# How to exclude 1 ip in global rdr (ipnat)



## joeanna (Nov 19, 2010)

Dear alls,
I am running ipnat/ipf on FreeBSD 8.1 stable.
How do I exclude certain ip in global rdr in ipnat.rules. for example:


```
rdr inside-interface any port 80 -> 192.168.2.100 port 80 tcp
```

That works easily. Now I would like to exclude just 1 ip, for example 202.93.93.93 to be excluded in redirection to another machine.

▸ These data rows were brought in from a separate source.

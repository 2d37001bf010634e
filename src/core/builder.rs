//! 编排器构建器：统一的初始化逻辑
//!
//! 从 AppConfig 构建推理后端、工具注册表、会话存储（可选 JSON Lines 持久化）与追踪记录器，
//! 测试可以逐项替换。

use std::path::PathBuf;
use std::sync::Arc;
use std::time::Duration;

use anyhow::Context;

use crate::agents::{build_agents, AgentServices};
use crate::config::AppConfig;
use crate::core::{Orchestrator, OrchestratorError, OrchestratorSettings, SafetyFilter, StorageError};
use crate::llm::{Backend, MockBackend, OpenAiBackend};
use crate::memory::{InMemorySessionStore, JsonlSink, Session, SessionStore};
use crate::observability::TraceRecorder;
use crate::tools::{register_builtin, ToolRegistry};

/// 编排器构建器
pub struct OrchestratorBuilder {
    config: AppConfig,
    backend: Option<Arc<dyn Backend>>,
    tools: Option<ToolRegistry>,
    store: Option<Arc<dyn SessionStore>>,
    recorder: Option<Arc<TraceRecorder>>,
}

impl OrchestratorBuilder {
    pub fn new(config: AppConfig) -> Self {
        Self {
            config,
            backend: None,
            tools: None,
            store: None,
            recorder: None,
        }
    }

    /// 从默认路径（及可选的指定文件）加载配置
    pub fn from_config_file(config_path: Option<PathBuf>) -> anyhow::Result<Self> {
        let config = crate::config::load_config(config_path).context("failed to load config")?;
        Ok(Self::new(config))
    }

    pub fn with_backend(mut self, backend: Arc<dyn Backend>) -> Self {
        self.backend = Some(backend);
        self
    }

    /// 替换工具注册表（默认注册全部内置工具）
    pub fn with_tools(mut self, tools: ToolRegistry) -> Self {
        self.tools = Some(tools);
        self
    }

    pub fn with_store(mut self, store: Arc<dyn SessionStore>) -> Self {
        self.store = Some(store);
        self
    }

    pub fn with_recorder(mut self, recorder: Arc<TraceRecorder>) -> Self {
        self.recorder = Some(recorder);
        self
    }

    pub fn config(&self) -> &AppConfig {
        &self.config
    }

    /// 按配置构建推理后端；openai 缺少 API Key 时退回 Mock
    pub fn build_backend(&self) -> Arc<dyn Backend> {
        let provider = self.config.llm.provider.to_lowercase();
        let api_key = std::env::var("OPENAI_API_KEY").ok();
        match (provider.as_str(), api_key) {
            ("openai", Some(key)) => {
                tracing::info!("Using OpenAI backend ({})", self.config.llm.model);
                Arc::new(OpenAiBackend::new(
                    self.config.llm.base_url.as_deref(),
                    &self.config.llm.model,
                    Some(&key),
                ))
            }
            ("openai", None) => {
                tracing::warn!("OPENAI_API_KEY not set, using Mock backend");
                Arc::new(MockBackend::new())
            }
            ("mock", _) => Arc::new(MockBackend::new()),
            (other, _) => {
                tracing::warn!("Unknown backend provider '{}', using Mock backend", other);
                Arc::new(MockBackend::new())
            }
        }
    }

    /// 内置工具注册表
    pub fn build_tool_registry(&self) -> ToolRegistry {
        let mut tools = ToolRegistry::new();
        register_builtin(&mut tools);
        tools
    }

    /// 构建编排器；配置了 storage.path 时回放已持久化的会话并写穿到 JSON Lines
    pub async fn build(mut self) -> anyhow::Result<Orchestrator> {
        if self.config.orchestrator.request_timeout_ms == 0 {
            return Err(OrchestratorError::Config(
                "orchestrator.request_timeout_ms must be greater than 0".into(),
            )
            .into());
        }

        let backend = match &self.backend {
            Some(backend) => Arc::clone(backend),
            None => self.build_backend(),
        };

        let cfg = self.config.clone();
        let (store, recorder) = match (self.store.clone(), self.recorder.clone()) {
            (Some(store), Some(recorder)) => (store, recorder),
            (store, recorder) => {
                let persisted = match &cfg.storage.path {
                    Some(path) => Some(open_storage(path.clone()).await?),
                    None => None,
                };

                let store = match store {
                    Some(store) => store,
                    None => {
                        let mut memory = InMemorySessionStore::new();
                        if let Some((sink, sessions)) = &persisted {
                            tracing::info!(sessions = sessions.len(), "sessions restored from storage");
                            memory = memory.with_sink(sink.clone());
                            memory.restore(sessions.clone()).await;
                        }
                        Arc::new(memory) as Arc<dyn SessionStore>
                    }
                };
                let sink = persisted.map(|(sink, _)| sink);
                let recorder = match recorder {
                    Some(recorder) => recorder,
                    None => {
                        let recorder = TraceRecorder::new();
                        Arc::new(match sink {
                            Some(sink) => recorder.with_sink(sink),
                            None => recorder,
                        })
                    }
                };
                (store, recorder)
            }
        };

        let tools = match self.tools.take() {
            Some(tools) => tools,
            None => self.build_tool_registry(),
        };
        tracing::debug!(tools = ?tools.tool_names(), "tool registry ready");

        let services = Arc::new(AgentServices {
            backend,
            tools: Arc::new(tools),
            recorder: Arc::clone(&recorder),
            tool_timeout: Duration::from_secs(cfg.agents.tool_timeout_secs.max(1)),
            retry_backoff: Duration::from_millis(cfg.agents.backend_retry_backoff_ms),
        });
        let agents = build_agents(services, &cfg.orchestrator.clarification_message);

        Ok(Orchestrator::new(
            store,
            agents,
            recorder,
            SafetyFilter::from_config(&cfg.safety),
            OrchestratorSettings {
                context_window_turns: cfg.orchestrator.context_window_turns,
                request_timeout: Duration::from_millis(cfg.orchestrator.request_timeout_ms),
                degraded_message: cfg.orchestrator.degraded_message.clone(),
            },
        ))
    }
}

/// 打开 JSON Lines 目录并回放会话；同步文件读放到阻塞线程池
async fn open_storage(path: PathBuf) -> anyhow::Result<(Arc<JsonlSink>, Vec<Session>)> {
    let display = path.display().to_string();
    let (sink, sessions) = tokio::task::spawn_blocking(move || {
        let sink = JsonlSink::open(&path)?;
        let sessions = sink.load_sessions()?;
        Ok::<_, StorageError>((sink, sessions))
    })
    .await
    .context("storage loader task failed")?
    .with_context(|| format!("failed to open storage at {display}"))?;
    Ok((Arc::new(sink), sessions))
}

#[cfg(test)]
mod tests {
    use super::*;

    #[test]
    fn test_default_backend_is_mock() {
        let builder = OrchestratorBuilder::new(AppConfig::default());
        assert_eq!(builder.build_backend().name(), "mock");
        assert_eq!(
            builder.build_tool_registry().tool_names(),
            vec!["knowledge_lookup", "metrics_extract", "wellness_tips"]
        );
    }

    #[tokio::test]
    async fn test_zero_timeout_rejected() {
        let mut config = AppConfig::default();
        config.orchestrator.request_timeout_ms = 0;
        assert!(OrchestratorBuilder::new(config).build().await.is_err());
    }

    #[tokio::test]
    async fn test_persisted_sessions_restored() {
        let dir = tempfile::tempdir().unwrap();
        let mut config = AppConfig::default();
        config.storage.path = Some(dir.path().to_path_buf());

        let first = OrchestratorBuilder::new(config.clone()).build().await.unwrap();
        let response = first.process(Some("s1"), "any tips to be more active?").await.unwrap();
        assert_eq!(response.turn_id, 0);
        drop(first);

        let second = OrchestratorBuilder::new(config).build().await.unwrap();
        let history = second.session_history("s1").await.unwrap();
        assert_eq!(history.turn_count, 1);
        let response = second.process(Some("s1"), "any tips to be more active?").await.unwrap();
        assert_eq!(response.turn_id, 1);
    }
}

What is the command/syntax in ipnat ?

Thanks in advance.


----------



## kisscool-fr (Nov 19, 2010)

If I'm not wrong, first match rule is applied in ipf nat file. 

So, this should work


```
rdr inside-interface from 202.93.93.93 to any port 80 -> another-machine-ip port 80 tcp
rdr inside-interface any port 80 -> 192.168.2.100 port 80 tcp
```

Try and tell us.


----------



## joeanna (Nov 19, 2010)

Thank you for your information. 

I would like to redirect all outgoing traffic to port 80 to another machine and exclude outgoing traffic to 1 WAN IP (202.93.93.x)
I would like traffic intended to this WAN IP out directly, not redirected to any other internal LAN servers, or proxies. 

So this is how I tried and it worked out:


```
rdr inside-interface 202.93.93.x/32 port 80 -> 202.93.93.x port 80 tcp
rdr outside-interface 202.93.93.x/32 port 80 -> 202.93.93.x port 80 tcp 
rdr inside-interface any port 80 -> IP-of-my-proxy port 80 tcp
```


----------